Oh, I almost left out my favorite part of the discussion. I said that I didn't think that God would hold my indecision about whether or not I wanted to have kids against me to which she replied, "Well, I want to have sex all the time, so I go out and have sex all the time. But, I don't think God will hold that against me." I tried to explain to her that there is a difference between action and confusion. If I were sure that I never wanted kids and took active measures to prevent myself from ever being able to conceive (I believe I used the term "hysterectomy"), then God may hold it against me (and, as we all know, there are some people who should never have kids. Is God going to punish them for being aware of that fact and making sure that they take actions to prevent it from occuring? I belive not. She, on the other hand, does. I asked.). It's all about actions. Being unsure is not a damn-able offense. Actively acting against what you believe to be true is (presuming that what you believe to be true is, in deed, true).

Happy Birthday, Pop!

Today is my Dad's birthday, and in honor of such a day, he gets a mention in my blog. Not that he reads it, but what can you do?

So, happy 59th Dad-do. Man, you're old.

Saturday, October 01, 2005

Wedding Reception

A good friend of mine got married last weekend, so I got to drive all the way up to downtown Salt Lake for the reception at his parents' home. It's a beautiful place, frankly I wasn't surprised.

After I had wandered around all by myself for a bit I was about ready to head out, but as I was leaving I ran into a mutual friend from school. It's been ages, so it was wonderful to see him. He happened to have another friend with him whom I've never met before, but who is also friends with the groom. The three of us stayed glued to each other for the rest of the evening. The guy I just met was really fun, and we had a great time. As the evening wore on, it got increasingly more chilly out. In an effort to warm ourselves I linked arms indiscriminately with either man and we huddled close. I'm sure we made a really interesting group for those around us: two boys and one girl, who didn't care who she was clinging to. As I sit here typing this I keep thinking about the boys I was with. My friend is from Ghana, and his friend is from the Middle East somewhere. So the mental image is: this pale red head standing around with a dark Middle Easterner, and a very dark African. We were the most ethnically diverse people around (not that I had anything to do with the diversity). Funny, until just now I hadn't really thought about that.

As we were meeting strangers who we'll never see again my friend from Salt Lake introduced us to his mother. I was tucked close to my friend from Ghana as we introduced ourselves around. She asked him how he spelled his rather unique name and then what his last name was, and how he spelled it. I laughed and exclaimed, "I still don't know how to spell his first name!" She laughed, too. I'm sure she thought I was kidding, since she undoubtedly assumed that he and I were involved. I love that about Utah. Spend five minutes with someone publicly and you're assumed to be dating.

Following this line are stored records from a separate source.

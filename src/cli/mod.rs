//! Command-line interface module.

mod args;
pub mod check;
pub mod render;
pub mod resolve;

pub use args::{Cli, Commands};
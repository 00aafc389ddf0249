//! Fragment check command.
//!
//! Scans fragment files in parallel and reports markup the engine would
//! silently work around or get wrong: duplicate ids, unpaired sidenotes,
//! gaps in subtitle variants, out-of-order headings, and route-table
//! fragments that do not exist.

mod report;
mod scan;

use std::path::{Path, PathBuf};

use anyhow::Result;
use jwalk::WalkDir;
use parking_lot::Mutex;
use rayon::prelude::*;

use quire::utils::{plural_count, plural_s};
use quire::{RouteTable, SiteConfig, log};

use super::args::CheckArgs;
use report::CheckReport;
use scan::{Finding, scan_fragment};

const IGNORED_FILES: &[&str] = &[".DS_Store"];

pub fn run_check(config: &SiteConfig, root: &Path, args: &CheckArgs) -> Result<()> {
    let report = Mutex::new(CheckReport::default());

    let files = if args.paths.is_empty() {
        let (files, missing) = collect_site_files(config, root);
        for (route, fragment) in missing {
            report.lock().add(
                &fragment,
                Finding {
                    severity: scan::Severity::Error,
                    target: route,
                    reason: "route fragment does not exist".into(),
                },
            );
        }
        files
    } else {
        collect_paths(&args.paths, root, &config.routes.content.suffix)?
    };

    if files.is_empty() && report.lock().error_count() == 0 {
        log!("check"; "no fragments found");
        return Ok(());
    }
    log!("check"; "checking {}", plural_count(files.len(), "fragment"));

    files.par_iter().for_each(|file| {
        let source = display_path(file, root);
        let findings = match std::fs::read_to_string(file) {
            Ok(html) => scan_fragment(&html),
            Err(err) => vec![Finding {
                severity: scan::Severity::Error,
                target: "<file>".into(),
                reason: err.to_string(),
            }],
        };
        if findings.is_empty() {
            return;
        }
        let mut report = report.lock();
        for finding in findings {
            report.add(&source, finding);
        }
    });

    let report = report.into_inner();
    report.print();
    eprintln!();
    log!("check"; "{}", report);

    let errors = report.error_count();
    if errors > 0 && !args.warn_only {
        anyhow::bail!("check failed: {} error{}", errors, plural_s(errors));
    }
    Ok(())
}

/// Every routed fragment plus the content directory.
///
/// Returns the files to scan and the `(route, fragment)` pairs whose file
/// is missing.
fn collect_site_files(config: &SiteConfig, root: &Path) -> (Vec<PathBuf>, Vec<(String, String)>) {
    let table = RouteTable::from_config(&config.routes);
    let mut files = Vec::new();
    let mut missing = Vec::new();

    for (route, fragment) in table.fragments() {
        let path = root.join(fragment);
        if path.is_file() {
            files.push(path);
        } else {
            missing.push((route.to_string(), fragment.to_string()));
        }
    }

    let content = &config.routes.content;
    if content.enable {
        let dir = root.join(&content.dir);
        if dir.is_dir() {
            files.extend(collect_fragments(&dir, &content.suffix));
        }
    }

    files.sort();
    files.dedup();
    (files, missing)
}

fn collect_paths(paths: &[PathBuf], root: &Path, suffix: &str) -> Result<Vec<PathBuf>> {
    let mut files = Vec::new();
    for path in paths {
        let resolved = if path.exists() { path.clone() } else { root.join(path) };
        if resolved.is_file() {
            files.push(resolved);
        } else if resolved.is_dir() {
            files.extend(collect_fragments(&resolved, suffix));
        } else {
            anyhow::bail!(
                "Path not found: {}\n  Tried:\n    - {}\n    - {}",
                path.display(),
                path.display(),
                root.join(path).display()
            );
        }
    }
    files.sort();
    files.dedup();
    Ok(files)
}

/// Files under `dir` ending in `suffix`.
fn collect_fragments(dir: &Path, suffix: &str) -> Vec<PathBuf> {
    WalkDir::new(dir)
        .into_iter()
        .filter_map(Result::ok)
        .filter(|e| e.file_type().is_file())
        .filter(|e| {
            let name = e.file_name().to_str().unwrap_or_default();
            !IGNORED_FILES.contains(&name) && name.ends_with(suffix)
        })
        .map(|e| e.path())
        .collect()
}

fn display_path(file: &Path, root: &Path) -> String {
    file.strip_prefix(root)
        .unwrap_or(file)
        .to_string_lossy()
        .to_string()
}

#[cfg(test)]
mod tests {
    use std::fs;

    use super::*;

    fn site() -> tempfile::TempDir {
        let dir = tempfile::tempdir().unwrap();
        let content = dir.path().join("_content");
        fs::create_dir_all(content.join("writing")).unwrap();
        fs::write(content.join("home.html"), "<p>home</p>").unwrap();
        fs::write(content.join("writing.html"), "<ul></ul>").unwrap();
        fs::write(content.join("writing").join("a.html"), "<h2>A</h2>").unwrap();
        fs::write(content.join("writing").join("notes.txt"), "not a fragment").unwrap();
        dir
    }

    #[test]
    fn test_collect_site_files_reports_missing_routes() {
        let dir = site();
        let (files, missing) = collect_site_files(&SiteConfig::default(), dir.path());

        let names: Vec<String> = files.iter().map(|f| display_path(f, dir.path())).collect();
        assert_eq!(names.len(), 3);
        assert!(names.iter().all(|n| n.ends_with(".html")));
        assert_eq!(missing, [("/projects".to_string(), "_content/projects.html".to_string())]);
    }

    #[test]
    fn test_check_fails_on_errors() {
        let dir = site();
        let args = CheckArgs {
            paths: Vec::new(),
            warn_only: false,
        };
        // projects.html is missing
        assert!(run_check(&SiteConfig::default(), dir.path(), &args).is_err());

        fs::write(dir.path().join("_content/projects.html"), "<h2>P</h2>").unwrap();
        assert!(run_check(&SiteConfig::default(), dir.path(), &args).is_ok());
    }

    #[test]
    fn test_warn_only_and_explicit_paths() {
        let dir = site();
        let bad = dir.path().join("_content/writing/bad.html");
        fs::write(&bad, r#"<p id="x"></p><p id="x"></p>"#).unwrap();

        let strict = CheckArgs {
            paths: vec![PathBuf::from("_content/writing")],
            warn_only: false,
        };
        assert!(run_check(&SiteConfig::default(), dir.path(), &strict).is_err());

        let lenient = CheckArgs {
            warn_only: true,
            ..strict
        };
        assert!(run_check(&SiteConfig::default(), dir.path(), &lenient).is_ok());
    }
}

At the end of the reception my friend's new wife was tossing the bouquet. The boys encouraged me to join in the "fun." As she turned away from us I called out to her to throw it to the side that I wasn't on. Her loving husband told her to throw it in my direction. Surprising to us all was the moment that I actually caught the stupid thing. I tried to give it back to her before I left, but she told me to keep it. So, now I am drying it, and shall ship it back to them along with their wedding gift. I don't know if she'll want it, but I do know that he will. That boy is more of a girl than I am.